If you aren’t calling observe directly, then look for publications that literally exist for the entire life of a client connection. If you have these, then lots of concurrent clients can be wasting observers, especially if they don’t have good reuse.

If you could point to some specific observers that are not getting cleaned up (if you keep drilling into individual publications in Kadira, you’ll find which ones don’t clean up) and can share some of what you are doing there, we can be of more help.

habitatmike · May 9, 2016, 8:59pm

Wow this is great info, thanks for the speedy reply!

I’m in Dashboard > Live Queries > Pubs Breakdown & sorted by observers changed, this looks like it could be a potential candidate, but nothing seems out of the ordinary with the code. It also only ever gets subscribed to once, which might account for reuse being so less?

Anywhere more useful I should be looking to drill into these publications?

Meteor.publish("allBlueTransactions", function(limit){
  if (Roles.userIsInRole(this.userId, 'admin')){
    Counts.publish(this, 'txs.status.blue.count', transactions.find(txs.status.blue));
    return transactions.find(txs.status.blue, {
      limit: limit,
      sort: {'timeRequested': -1}});
  }
});

lassombra · May 9, 2016, 9:28pm

You are starting to head down the right track.

I am curious what your Counts.publish code looks like.

I will say this is likely not your actual memory leak as you will notice that the observer lines stay very close together. So observers are getting cleaned up reliably.

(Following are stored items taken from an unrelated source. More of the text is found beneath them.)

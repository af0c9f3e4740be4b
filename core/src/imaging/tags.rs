use dicom_core::Tag;
use dicom_object::InMemDicomObject;

// Image Pixel Module attributes read by the decoder
pub const SAMPLES_PER_PIXEL: Tag = Tag(0x0028, 0x0002);
pub const PHOTOMETRIC_INTERPRETATION: Tag = Tag(0x0028, 0x0004);
pub const ROWS: Tag = Tag(0x0028, 0x0010);
pub const COLUMNS: Tag = Tag(0x0028, 0x0011);
pub const BITS_ALLOCATED: Tag = Tag(0x0028, 0x0100);
pub const BITS_STORED: Tag = Tag(0x0028, 0x0101);
pub const PIXEL_REPRESENTATION: Tag = Tag(0x0028, 0x0103);
pub const PIXEL_DATA: Tag = Tag(0x7FE0, 0x0010);

// Native little endian transfer syntaxes
pub const IMPLICIT_VR_LITTLE_ENDIAN: &str = "1.2.840.10008.1.2";
pub const EXPLICIT_VR_LITTLE_ENDIAN: &str = "1.2.840.10008.1.2.1";

/// Trimmed text of an attribute, `None` when absent or not textual
pub fn get_string_value(dcm: &InMemDicomObject, tag: Tag) -> Option<String> {
    let element = dcm.element(tag).ok()?;
    let text = element.to_str().ok()?;
    Some(text.trim().to_string())
}

/// Unsigned short attribute such as `Rows` or `BitsAllocated`
pub fn get_u16_value(dcm: &InMemDicomObject, tag: Tag) -> Option<u16> {
    dcm.element(tag).ok()?.to_int::<u16>().ok()
}
use super::MammoResNet;
use burn::tensor::backend::Backend;
use burn::tensor::Tensor;
use log::debug;

/// Runs the forward pass on batch shards and stitches the outputs
///
/// Each view tensor is split along the batch dimension into at most
/// `shards` pieces; shard outputs are concatenated in order, so the result
/// lines up with the unsplit batch.
#[derive(Debug, Clone, Copy, PartialEq, Eq)]
pub struct DataParallel {
    shards: usize,
}

/// Replicates the forward pass over `gpu_count` batch shards
///
/// A count of 1 (or 0) runs the model unsharded.
pub fn make_parallel(gpu_count: usize) -> DataParallel {
    if gpu_count > 1 {
        debug!("Splitting every batch into {} shards", gpu_count);
    }
    DataParallel {
        shards: gpu_count.max(1),
    }
}

impl DataParallel {
    pub fn shards(&self) -> usize {
        self.shards
    }

    /// Logits for `views`, computed shard by shard
    pub fn forward<B: Backend>(
        &self,
        model: &MammoResNet<B>,
        views: Vec<Tensor<B, 4>>,
    ) -> Tensor<B, 2> {
        let batch = views.first().map(|v| v.dims()[0]).unwrap_or(0);
        let shards = self.shards.min(batch);
        if shards <= 1 {
            return model.forward(views);
        }

        let mut per_view: Vec<std::vec::IntoIter<Tensor<B, 4>>> = views
            .into_iter()
            .map(|v| v.chunk(shards, 0).into_iter())
            .collect();
        let mut outputs = Vec::with_capacity(shards);
        loop {
            let shard: Option<Vec<Tensor<B, 4>>> =
                per_view.iter_mut().map(Iterator::next).collect();
            match shard {
                Some(shard) => outputs.push(model.forward(shard)),
                None => break,
            }
        }
        Tensor::cat(outputs, 0)
    }
}
pub mod report;

use crate::config::{RuntimeSettings, TrainOptions, ValSize, NO_SAVE};
use crate::error::Result;
use crate::imaging::ImageExtension;
use crate::model::Architecture;
use clap::{Parser, ValueEnum};
use std::path::PathBuf;

/// Command-line arguments for mammotrain
#[derive(Parser, Debug)]
#[command(name = "mammotrain")]
#[command(about = "Train a ResNet mammogram classifier from DICOM or PNG images")]
#[command(version)]
pub struct Cli {
    /// Directory holding the images listed in the crosswalk
    #[arg(value_name = "IMG_FOLDER")]
    pub img_folder: PathBuf,

    /// Extension of the image files
    #[arg(long, visible_alias = "ext", default_value = "dcm")]
    pub img_extension: ImageExtensionArg,

    /// Target image size after resizing
    #[arg(
        long,
        visible_alias = "is",
        num_args = 2,
        value_names = ["HEIGHT", "WIDTH"],
        default_values_t = [288u32, 224u32]
    )]
    pub img_size: Vec<u32>,

    /// Maximum pixel value after rescaling
    #[arg(long, visible_alias = "ic", default_value_t = 4095.0)]
    pub img_scale: f32,

    /// Train on CC/MLO pairs per breast
    #[arg(long, overrides_with = "no_multi_view")]
    pub multi_view: bool,

    #[arg(long, overrides_with = "multi_view")]
    pub no_multi_view: bool,

    /// Normalize with a fixed mean and standard deviation (default)
    #[arg(long, overrides_with = "no_featurewise_norm")]
    pub featurewise_norm: bool,

    /// Normalize every image by its own statistics
    #[arg(long, overrides_with = "featurewise_norm")]
    pub no_featurewise_norm: bool,

    #[arg(long, visible_alias = "feam", default_value_t = 398.5)]
    pub featurewise_mean: f32,

    #[arg(long, visible_alias = "feas", default_value_t = 627.8)]
    pub featurewise_std: f32,

    #[arg(long, visible_alias = "bs", default_value_t = 16)]
    pub batch_size: usize,

    #[arg(long, visible_alias = "spe", default_value_t = 160)]
    pub samples_per_epoch: usize,

    #[arg(long, visible_alias = "ne", default_value_t = 20)]
    pub nb_epoch: usize,

    /// Target share of positives per training batch (0 disables)
    #[arg(long, visible_alias = "bc", default_value_t = 0.0)]
    pub balance_classes: f64,

    /// Probability of skipping an all-negative training batch
    #[arg(long = "allneg-skip", default_value_t = 0.0)]
    pub all_neg_skip: f64,

    #[arg(long = "pos-class-weight", visible_alias = "pcw", default_value_t = 1.0)]
    pub pos_cls_weight: f64,

    #[arg(long, visible_alias = "nif", default_value_t = 64)]
    pub nb_init_filter: usize,

    #[arg(long, visible_alias = "ifs", default_value_t = 7)]
    pub init_filter_size: usize,

    #[arg(long, visible_alias = "ics", default_value_t = 2)]
    pub init_conv_stride: usize,

    #[arg(long = "max-pooling-size", visible_alias = "mps", default_value_t = 3)]
    pub pool_size: usize,

    #[arg(long = "max-pooling-stride", visible_alias = "mpr", default_value_t = 2)]
    pub pool_stride: usize,

    /// L2 factor on convolution kernels
    #[arg(long, visible_alias = "wd", default_value_t = 0.0001)]
    pub weight_decay: f64,

    /// Elastic net strength on the output layer
    #[arg(long, default_value_t = 1.0)]
    pub alpha: f64,

    #[arg(long, default_value_t = 0.5)]
    pub l1_ratio: f64,

    #[arg(long, visible_alias = "id", default_value_t = 0.0)]
    pub inp_dropout: f64,

    #[arg(long, visible_alias = "hd", default_value_t = 0.0)]
    pub hidden_dropout: f64,

    #[arg(long = "init-learningrate", visible_alias = "ilr", default_value_t = 0.01)]
    pub init_lr: f64,

    /// Validation fraction, or a sample count when >= 1
    #[arg(long, visible_alias = "vs", default_value_t = 0.2)]
    pub val_size: f64,

    #[arg(long, visible_alias = "lrp", default_value_t = 5)]
    pub lr_patience: usize,

    #[arg(long, visible_alias = "esp", default_value_t = 10)]
    pub es_patience: usize,

    /// Checkpoint to initialize the network from
    #[arg(long, visible_alias = "rf")]
    pub resume_from: Option<PathBuf>,

    /// Network architecture
    #[arg(long, default_value = "resnet50", value_parser = parse_net)]
    pub net: Architecture,

    /// Decode the validation set once and keep it in memory
    #[arg(long = "loadval-ram", overrides_with = "no_load_val_ram")]
    pub load_val_ram: bool,

    #[arg(long = "no-loadval-ram", overrides_with = "load_val_ram")]
    pub no_load_val_ram: bool,

    /// Exam manifest
    #[arg(
        long,
        visible_alias = "et",
        default_value = "./metadata/exams_metadata.tsv",
        overrides_with = "no_exam_tsv"
    )]
    pub exam_tsv: PathBuf,

    /// Derive breast labels from the image crosswalk alone
    #[arg(long, overrides_with = "exam_tsv")]
    pub no_exam_tsv: bool,

    /// Image crosswalk
    #[arg(long, visible_alias = "it", default_value = "./metadata/images_crosswalk.tsv")]
    pub img_tsv: PathBuf,

    /// Where the best AUROC model is saved
    #[arg(long, visible_alias = "bm", default_value = "./modelState/dm_resnet_best_model")]
    pub best_model: PathBuf,

    /// Where the final model is saved; NOSAVE skips it
    #[arg(long, visible_alias = "fm", default_value = NO_SAVE)]
    pub final_model: String,

    /// Write per-epoch metrics to this CSV file
    #[arg(long)]
    pub history_out: Option<PathBuf>,

    #[arg(long, env = "RANDOM_SEED", default_value_t = 12345)]
    pub random_seed: u64,

    /// Image decoding threads
    #[arg(long, env = "NUM_CPU_CORES", default_value_t = 4)]
    pub nb_worker: usize,

    /// Batch shards per forward pass
    #[arg(long, env = "NUM_GPU_DEVICES", default_value_t = 1)]
    pub gpu_count: usize,

    /// Verbose logging
    #[arg(short, long)]
    pub verbose: bool,
}

/// Image file formats
#[derive(Debug, Clone, ValueEnum)]
pub enum ImageExtensionArg {
    Dcm,
    Png,
}

impl From<ImageExtensionArg> for ImageExtension {
    fn from(arg: ImageExtensionArg) -> Self {
        match arg {
            ImageExtensionArg::Dcm => ImageExtension::Dcm,
            ImageExtensionArg::Png => ImageExtension::Png,
        }
    }
}

fn parse_net(name: &str) -> std::result::Result<Architecture, String> {
    Architecture::from_name(name).map_err(|e| e.to_string())
}

impl Cli {
    /// Training options selected on the command line
    pub fn train_options(&self) -> Result<TrainOptions> {
        let final_model = if self.final_model == NO_SAVE {
            None
        } else {
            Some(PathBuf::from(&self.final_model))
        };
        let img_size = match self.img_size.as_slice() {
            &[height, width] => (height, width),
            other => {
                return Err(crate::error::TrainError::InvalidOption(format!(
                    "image size takes a height and a width, got {:?}",
                    other
                )))
            }
        };

        Ok(TrainOptions {
            img_extension: self.img_extension.clone().into(),
            img_size,
            img_scale: Some(self.img_scale),
            multi_view: self.multi_view,
            featurewise_norm: !self.no_featurewise_norm,
            featurewise_mean: self.featurewise_mean,
            featurewise_std: self.featurewise_std,
            batch_size: self.batch_size,
            samples_per_epoch: self.samples_per_epoch,
            nb_epoch: self.nb_epoch,
            balance_classes: self.balance_classes,
            all_neg_skip: self.all_neg_skip,
            pos_cls_weight: self.pos_cls_weight,
            nb_init_filter: self.nb_init_filter,
            init_filter_size: self.init_filter_size,
            init_conv_stride: self.init_conv_stride,
            pool_size: self.pool_size,
            pool_stride: self.pool_stride,
            weight_decay: self.weight_decay,
            alpha: self.alpha,
            l1_ratio: self.l1_ratio,
            inp_dropout: self.inp_dropout,
            hidden_dropout: self.hidden_dropout,
            init_lr: self.init_lr,
            val_size: ValSize::from_value(self.val_size)?,
            lr_patience: self.lr_patience,
            es_patience: self.es_patience,
            resume_from: self.resume_from.clone(),
            net: self.net,
            load_val_ram: self.load_val_ram,
            exam_tsv: if self.no_exam_tsv {
                None
            } else {
                Some(self.exam_tsv.clone())
            },
            img_tsv: self.img_tsv.clone(),
            best_model: self.best_model.clone(),
            final_model,
        })
    }

    pub fn runtime_settings(&self) -> RuntimeSettings {
        RuntimeSettings {
            random_seed: self.random_seed,
            nb_worker: self.nb_worker,
            gpu_count: self.gpu_count,
        }
    }
}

This does have a very low observer reuse, so it can be causing spikes, but as long as observer handlers drops back down as users leave, it’s not a leak.

I would check your other publications. Look for one where deleted observers trends below created, and total observer handlers continues to trend upwards. That would be your publication that is leaking.

habitatmike · May 9, 2016, 10:18pm

It’s actually a package, percolatestudios:publish-counts. I dug into the code and found some observe code in there that might be causing spikes like you mentioned? We actually have 6 Counts.publish() calls that are subscribed to on render of our admin view (tracking different counts of transaction types), not to mention they’re all sizable.

The only other pub I can find that stands out in terms of created/destroyed is the one below. I can’t see more than a day back because of my plan but I think it may have something to do with the leak. First, because it’s a publishComposite, which also uses oberve. Second, we are using meteorhacks:subs-manager to cache the pub, and subscribing to it repeatedly all over the place, way more than we frankly should.

Seems like that would be the suspect?

lassombra · May 9, 2016, 10:34pm

So I looked into both of those.

the publish-counts does have the cleanup routines it needs, so that’s not an issue.

publishComposite is a full featured wrapper around publish, so I don’t believe it is the issue either (I’m not seeing anything in their code indicating a memory leak).

In your most recent kadira screenshot you show an observer lifetime of almost 7 minutes, with seriously large numbers of live updates. It is possible you don’t have a memory leak and instead just have seriously large memory requirements.

habitatmike · May 9, 2016, 10:58pm

thanks for checking those out!

my core reasoning for the memory leak is that I get a steadily increasing memory over the course of the day - leading to a crash usually around 2am when we have few to none clients connected. I was getting the same behavior on Modulus and have been since we’ve switched to Galaxy.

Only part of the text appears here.